Even If True, New Brexit Deal Too Scant for Banks to Cheer
(Bloomberg) -- Traders briefly got excited Thursday after the Times of London said an early-stage deal has been agreed giving the City of London access to the European Union after Brexit. However, both the U.K. and the EU have pushed back on the report.
The truth is that even if it’s true, a deal won’t necessarily put the City out of its misery.
According to the Times report, the U.K. and the EU have reached a non-binding agreement on how banks would access the bloc. It would be based on equivalence -- a big downgrade from the status quo -- but with some features that could make it more palatable. However, because of the way Brexit talks are structured, it wouldn’t become legal until a final trade deal is signed, which could take years. Either way, bankers and lawyers say they need to know the nuts-and-bolts of how it would work in practice.

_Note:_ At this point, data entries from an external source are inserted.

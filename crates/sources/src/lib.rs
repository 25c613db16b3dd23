//! Tally Sources - everything that feeds the pipeline manager
//!
//! # Available Sources
//!
//! - **Poll Scheduler** - invokes pollsters on their intervals, disabling
//!   any that fail too many times in a row
//! - **Notification Ingest** - signed, newline-delimited JSON notifications
//!   over TCP, deduplicated by message id
//! - **UDP** - one (optionally signed) sample per datagram
//!
//! # Design Principles
//!
//! - **Per-message containment**: a bad message, datagram or poll is
//!   counted and logged; the source keeps running
//! - **Load-time resolution**: pollster types resolve through a registry
//!   when the scheduler is built; unusable discovery sources are skipped
//! - **Cancellation**: every run loop selects on a `CancellationToken` so
//!   shutdown can stop sources before flushing pipelines
//!
//! # Example
//!
//! ```ignore
//! use tally_sources::{PollScheduler, default_discovery, default_pollsters};
//!
//! let pollsters = default_pollsters(manager.metrics_handle());
//! let scheduler = PollScheduler::from_config(&config.polling, &pollsters, &default_discovery(), manager)?;
//! tokio::spawn(scheduler.run(cancel.clone()));
//! ```

mod dedup;
mod error;

pub mod discovery;
pub mod engine;
pub mod notification;
pub mod pollster;
pub mod scheduler;
pub mod udp;

pub use dedup::DedupCache;
pub use discovery::{
    Discovery, DiscoveryFactory, DiscoveryRegistry, LocalNodeDiscovery, StaticDiscovery,
    default_discovery, local_node_name,
};
pub use engine::{EngineFactory, EnginePollster};
pub use error::{CollectionError, Result, SourceError, ValidationError};
pub use notification::{NotificationIngest, NotificationMetricsHandle, encode_notification};
pub use pollster::{Pollster, PollsterFactory, PollsterRegistry, default_pollsters};
pub use scheduler::{CycleReport, PollScheduler, PollsterState, SchedulerHandle, SchedulerMetricsHandle};
pub use udp::{UdpListener, UdpMetricsHandle};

An “indication of progress in reaching a sustainable deal between the U.K. and EU on market access is to be welcomed,” said Peter Bevan, global head of financial regulation at Linklaters LLP. He said a deal would also need to address issues such as the provision of direct electronic access to EU markets and services to retail clients.
Britain’s largest banks, including Royal Bank of Scotland Group Plc, Lloyds Banking Group Plc and Barclays Plc, all gained in early morning trade in London, while the pound also rose following the Times report. The pound pared back its gain after the report was knocked back.
Meanwhile, banks in the region are rushing to establish new trading hubs elsewhere in the region. EU regulators have made it clear they expect banks to establish full-scale, standalone operations inside the trading bloc, staffed by significant numbers, as soon as possible.
Overseas investment in Britain’s financial-services industry dropped 26 percent last year, EY estimates, the starkest indication yet of Brexit’s impact on the sector. During the same period, German experienced a 64 percent increase.